The Williams Act, which was passed by the United States Congress in 1968, amended the Securities Exchange Act of 1934 in order to address cash tender offers and mandate disclosure of information when such offers are made for stock purchases. The act was deemed necessary because, during the 1960s, a large number of corporate takeovers occurred unannounced. The unannounced tender offers caused problems because it forced stockholders and fund managers to make decisions quickly without being able to process all of the information associated with such complicated business deals. The Williams Act is named after Senator Harrison Williams, of New Jersey, who introduced the legislation.
During the 1960s in the U.S., tender offers gained popularity over the other form of takeover proceedings, proxy campaigns, because they could be executed quickly. They were alluring because the involved large sums of cash. Proxy campaigns involve swaying enough voting stockholders to take control of the companies board of directors. This takes much more time than tender offers, and proxy campaigns are often sabotaged by other board members who want to retain control of the corporation.
The Williams Act dictates that any person or group offering to purchase a company for a cash price must register the offer with the U.S. Securities and Exchange Commission. Not only must the value of the offer be disclosed, but also the source of the founds, why the offer is being made, what plans the purchasers have for the newly acquired company and any contracts or understandings that have been formed in regard to the target corporation. In addition to cash tender takeovers, anyone who seeks to acquire more than five percent of a corporation also must file their purchase with the Securities and Exchange Commission, and this information is then made available to shareholders and investors.

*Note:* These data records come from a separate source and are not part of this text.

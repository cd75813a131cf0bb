//! Ctrl+C handling.
//!
//! The handler only raises a shared flag. The detector checks it between
//! files and the resolver between groups, so a file is never left half
//! processed. Whatever was deleted before the interrupt stays deleted.
//!
//! ```rust,no_run
//! use dupurge::signal::install_handler;
//! use dupurge::duplicates::FinderConfig;
//!
//! let handler = install_handler().expect("Failed to install signal handler");
//! let config = FinderConfig::default().with_shutdown_flag(handler.get_flag());
//! ```

use std::io::Write;
use std::sync::atomic::{AtomicBool, Ordering};
use std::sync::{Arc, Mutex, OnceLock, PoisonError};

/// Shared shutdown flag, set when Ctrl+C is received.
#[derive(Debug, Clone)]
pub struct ShutdownHandler {
    flag: Arc<AtomicBool>,
}

impl ShutdownHandler {
    /// Create a handler with no shutdown requested.
    #[must_use]
    pub fn new() -> Self {
        Self {
            flag: Arc::new(AtomicBool::new(false)),
        }
    }

    /// Check if shutdown has been requested.
    #[must_use]
    pub fn is_shutdown_requested(&self) -> bool {
        self.flag.load(Ordering::SeqCst)
    }

    /// Raise the flag by hand.
    pub fn request_shutdown(&self) {
        self.flag.store(true, Ordering::SeqCst);
    }

    /// Clone of the flag for the detector and resolver.
    #[must_use]
    pub fn get_flag(&self) -> Arc<AtomicBool> {
        Arc::clone(&self.flag)
    }

    /// Lower the flag again.
    pub fn reset(&self) {
        self.flag.store(false, Ordering::SeqCst);
    }
}

impl Default for ShutdownHandler {
    fn default() -> Self {
        Self::new()
    }
}

/// Error type for signal handler installation.
#[derive(Debug, thiserror::Error)]
pub enum SignalError {
    /// Failed to install the Ctrl+C handler.
    #[error("Failed to install signal handler: {0}")]
    InstallFailed(#[from] ctrlc::Error),
}

static GLOBAL_HANDLER: OnceLock<ShutdownHandler> = OnceLock::new();
static INSTALL_LOCK: Mutex<()> = Mutex::new(());

/// Install the process-wide Ctrl+C handler.
///
/// Repeated calls in one process (as happens when tests call `run_app`)
/// return the installed handler with its flag lowered.
///
/// # Errors
///
/// Returns [`SignalError::InstallFailed`] if another library already owns
/// the Ctrl+C hook.
pub fn install_handler() -> Result<ShutdownHandler, SignalError> {
    let _guard = INSTALL_LOCK.lock().unwrap_or_else(PoisonError::into_inner);

    if let Some(handler) = GLOBAL_HANDLER.get() {
        handler.reset();
        return Ok(handler.clone());
    }

    let handler = ShutdownHandler::new();
    let flag = handler.get_flag();

    ctrlc::set_handler(move || {
        flag.store(true, Ordering::SeqCst);
        let _ = writeln!(std::io::stderr(), "\nInterrupted. Finishing current file...");
        let _ = std::io::stderr().flush();
        log::info!("Shutdown signal received");
    })?;

    let _ = GLOBAL_HANDLER.set(handler.clone());
    Ok(handler)
}
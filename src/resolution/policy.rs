//! Root validation, ordering and tagging rules.
//!
//! Everything here is decided from paths and modification times alone; no
//! file is modified.

use std::fs;
use std::path::{Path, PathBuf};
use std::time::SystemTime;

use super::Tag;
use crate::config::ConfigError;
use crate::duplicates::DuplicateGroup;
use crate::scanner::path_utils::{absolute_clean, is_under};

/// Validated work and golden roots.
#[derive(Debug, Clone, PartialEq, Eq)]
pub struct Roots {
    work: PathBuf,
    golden: Option<PathBuf>,
}

impl Roots {
    /// Absolute work root.
    #[must_use]
    pub fn work(&self) -> &Path {
        &self.work
    }

    /// Absolute golden root, if any.
    #[must_use]
    pub fn golden(&self) -> Option<&Path> {
        self.golden.as_deref()
    }

    /// Check whether `path` lies under the golden root.
    #[must_use]
    pub fn is_golden(&self, path: &Path) -> bool {
        is_golden(path, self.golden())
    }
}

/// Validate the roots before any scanning.
///
/// Both roots are made absolute and lexically cleaned. The work root must not
/// equal the golden root or lie beneath it; the reverse (golden inside work)
/// is allowed, and golden files found there stay protected.
///
/// # Errors
///
/// - [`ConfigError::WorkInsideGolden`] for the nesting violation
/// - [`ConfigError::WorkNotFound`] / [`ConfigError::GoldenNotFound`] if a
///   root is not an existing directory
/// - [`ConfigError::InvalidPath`] if a relative root cannot be resolved
pub fn check_roots(work: &Path, golden: Option<&Path>) -> Result<Roots, ConfigError> {
    let resolve = |path: &Path| {
        absolute_clean(path).map_err(|source| ConfigError::InvalidPath {
            path: path.to_path_buf(),
            source,
        })
    };

    let work = resolve(work)?;
    let golden = golden.map(resolve).transpose()?;

    if let Some(golden) = &golden {
        if is_under(&work, golden) {
            return Err(ConfigError::WorkInsideGolden {
                work,
                golden: golden.clone(),
            });
        }
        if !golden.is_dir() {
            return Err(ConfigError::GoldenNotFound(golden.clone()));
        }
    }
    if !work.is_dir() {
        return Err(ConfigError::WorkNotFound(work));
    }

    log::debug!("Roots: work={} golden={:?}", work.display(), golden);
    Ok(Roots { work, golden })
}

/// Check whether `path` lies under `golden` (false when there is no golden root).
#[must_use]
pub fn is_golden(path: &Path, golden: Option<&Path>) -> bool {
    golden.is_some_and(|g| is_under(path, g))
}

/// One group member with the attributes used to pick the keeper.
#[derive(Debug, Clone, PartialEq, Eq)]
pub struct Member {
    /// Member path
    pub path: PathBuf,
    /// Whether the path lies under the golden root
    pub in_golden: bool,
    /// Modification time, or the error text if it could not be read
    pub mtime: Result<SystemTime, String>,
}

impl Member {
    /// Observe the attributes of `path`.
    #[must_use]
    pub fn observe(path: PathBuf, golden: Option<&Path>) -> Self {
        let in_golden = is_golden(&path, golden);
        let mtime = fs::metadata(&path)
            .and_then(|m| m.modified())
            .map_err(|e| {
                log::warn!("Cannot read mtime of {}: {}", path.display(), e);
                e.to_string()
            });
        Self {
            path,
            in_golden,
            mtime,
        }
    }

    /// Sort key: golden before work, then readable before unreadable, then
    /// oldest first.
    ///
    /// A member whose mtime cannot be read (usually a file that vanished after
    /// hashing) never outranks a readable member of the same side.
    #[must_use]
    pub fn sort_key(&self) -> (u8, bool, SystemTime) {
        let rank = u8::from(!self.in_golden);
        let mtime = self.mtime.as_ref().copied().unwrap_or(SystemTime::UNIX_EPOCH);
        (rank, self.mtime.is_err(), mtime)
    }

    /// Whether the member's metadata could be read.
    #[must_use]
    pub fn is_readable(&self) -> bool {
        self.mtime.is_ok()
    }
}

/// Order groups by (file size, member count), largest first.
///
/// The sort is stable, so ties keep detection order.
#[must_use]
pub fn order_groups(mut groups: Vec<DuplicateGroup>) -> Vec<DuplicateGroup> {
    groups.sort_by(|a, b| (b.size, b.len()).cmp(&(a.size, a.len())));
    groups
}

/// Order a group's members so the keeper comes first.
///
/// Members under the golden root precede work members; within each side
/// readable members precede unreadable ones and the oldest modification time
/// wins. The sort is stable.
#[must_use]
pub fn order_members(paths: Vec<PathBuf>, golden: Option<&Path>) -> Vec<Member> {
    let mut members: Vec<Member> = paths
        .into_iter()
        .map(|p| Member::observe(p, golden))
        .collect();
    members.sort_by_key(Member::sort_key);
    members
}

/// Tag ordered members: first Keep, golden Skip, work Delete.
#[must_use]
pub fn classify(members: &[Member]) -> Vec<Tag> {
    members
        .iter()
        .enumerate()
        .map(|(i, m)| match (i, m.in_golden) {
            (0, _) => Tag::Keep,
            (_, true) => Tag::Skip,
            (_, false) => Tag::Delete,
        })
        .collect()
}
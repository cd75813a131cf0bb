//! Logging setup on top of `log` and `env_logger`.
//!
//! Diagnostics (walk warnings, stage statistics, timing) go to stderr through
//! the `log` macros; the report itself is written to stdout. The level comes
//! from `RUST_LOG` when set, otherwise from `--quiet` / `-v` / `-vv`.

use env_logger::Builder;
use log::LevelFilter;
use std::env;
use std::io::Write;

/// Initialize logging from the CLI verbosity flags.
///
/// Safe to call more than once; later calls are ignored.
pub fn init_logging(verbose: u8, quiet: bool) {
    let from_env = env::var("RUST_LOG").is_ok();
    let mut builder = Builder::new();

    if from_env {
        builder.parse_default_env();
    } else {
        builder.filter_level(determine_level(verbose, quiet));
    }

    builder.format(move |buf, record| {
        let level = record.level();
        let style = buf.default_level_style(level);
        if cfg!(debug_assertions) || verbose >= 1 {
            writeln!(
                buf,
                "{} {style}{:<5}{style:#} [{}] {}",
                buf.timestamp_seconds(),
                level,
                record.module_path().unwrap_or("unknown"),
                record.args()
            )
        } else {
            writeln!(buf, "{style}{:<5}{style:#} {}", level, record.args())
        }
    });

    if builder.try_init().is_ok() && !from_env {
        log::debug!("Logging initialized at level: {:?}", determine_level(verbose, quiet));
    }
}

/// Level for the given flags; `quiet` wins over `verbose`.
fn determine_level(verbose: u8, quiet: bool) -> LevelFilter {
    if quiet {
        LevelFilter::Error
    } else {
        match verbose {
            0 => LevelFilter::Info,
            1 => LevelFilter::Debug,
            _ => LevelFilter::Trace,
        }
    }
}
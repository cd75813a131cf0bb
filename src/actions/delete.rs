//! Permanent single-file deletion.
//!
//! # Overview
//!
//! Redundant copies are unlinked directly; there is no trash step. Each call
//! handles exactly one path, so a failure on one file never affects another.
//!
//! # Example
//!
//! ```no_run
//! use dupurge::actions::delete::delete_file;
//! use std::path::Path;
//!
//! match delete_file(Path::new("/path/to/duplicate.txt")) {
//!     Ok(result) => println!("Deleted: {} ({} bytes)", result.path.display(), result.size),
//!     Err(e) => eprintln!("Failed: {}", e),
//! }
//! ```

use std::fs;
use std::io;
use std::path::{Path, PathBuf};

use thiserror::Error;

/// Error type for deletion operations.
#[derive(Debug, Error)]
pub enum DeleteError {
    /// File was not found (may have been deleted or moved).
    #[error("file not found: {0}")]
    NotFound(PathBuf),

    /// Permission denied when attempting to delete.
    #[error("permission denied: {0}")]
    PermissionDenied(PathBuf),

    /// The path is no longer a regular file.
    #[error("not a regular file: {0}")]
    NotAFile(PathBuf),

    /// The copy chosen to survive could not be read, so nothing in its group
    /// is removed.
    #[error("kept copy {keeper} is unreadable, not deleting {path}")]
    KeeperUnavailable {
        /// Path that was left in place
        path: PathBuf,
        /// The unreadable keeper
        keeper: PathBuf,
    },

    /// General I/O error.
    #[error("I/O error for {path}: {source}")]
    Io {
        /// Path that could not be removed
        path: PathBuf,
        /// The underlying I/O error
        #[source]
        source: io::Error,
    },
}

impl DeleteError {
    /// Get the path associated with this error.
    #[must_use]
    pub fn path(&self) -> &Path {
        match self {
            Self::NotFound(p)
            | Self::PermissionDenied(p)
            | Self::NotAFile(p)
            | Self::KeeperUnavailable { path: p, .. }
            | Self::Io { path: p, .. } => p,
        }
    }

    fn from_io(path: &Path, error: io::Error) -> Self {
        match error.kind() {
            io::ErrorKind::NotFound => Self::NotFound(path.to_path_buf()),
            io::ErrorKind::PermissionDenied => Self::PermissionDenied(path.to_path_buf()),
            _ => Self::Io {
                path: path.to_path_buf(),
                source: error,
            },
        }
    }
}

/// Result of a successful deletion.
#[derive(Debug, Clone, PartialEq, Eq)]
pub struct DeleteResult {
    /// Path that was deleted.
    pub path: PathBuf,
    /// Size of the deleted file in bytes.
    pub size: u64,
}

/// Permanently delete one regular file.
///
/// # Errors
///
/// - [`DeleteError::NotFound`] if the file is already gone
/// - [`DeleteError::NotAFile`] if the path now names a directory or link
/// - [`DeleteError::PermissionDenied`] / [`DeleteError::Io`] if unlinking fails
pub fn delete_file(path: &Path) -> Result<DeleteResult, DeleteError> {
    let metadata = fs::symlink_metadata(path).map_err(|e| DeleteError::from_io(path, e))?;
    if !metadata.file_type().is_file() {
        return Err(DeleteError::NotAFile(path.to_path_buf()));
    }

    fs::remove_file(path).map_err(|e| {
        log::error!("Delete failed for {}: {}", path.display(), e);
        DeleteError::from_io(path, e)
    })?;

    log::debug!("Deleted: {} ({} bytes)", path.display(), metadata.len());

    Ok(DeleteResult {
        path: path.to_path_buf(),
        size: metadata.len(),
    })
}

The Williams Act also outlaws any use of false, incomplete or misleading statements when making a cash tender offer. The act seeks to increase transparency of stock purchases for the good of the investing and general public. The act also enabled the SEC to file lawsuits against those making cash tender offers in order to encourage forthright investing practices. With the proliferation of complex derivatives trading, however, many people have sought to interpret the Williams Act liberally and open loopholes in the legislation. The SEC then attempts to close the loopholes.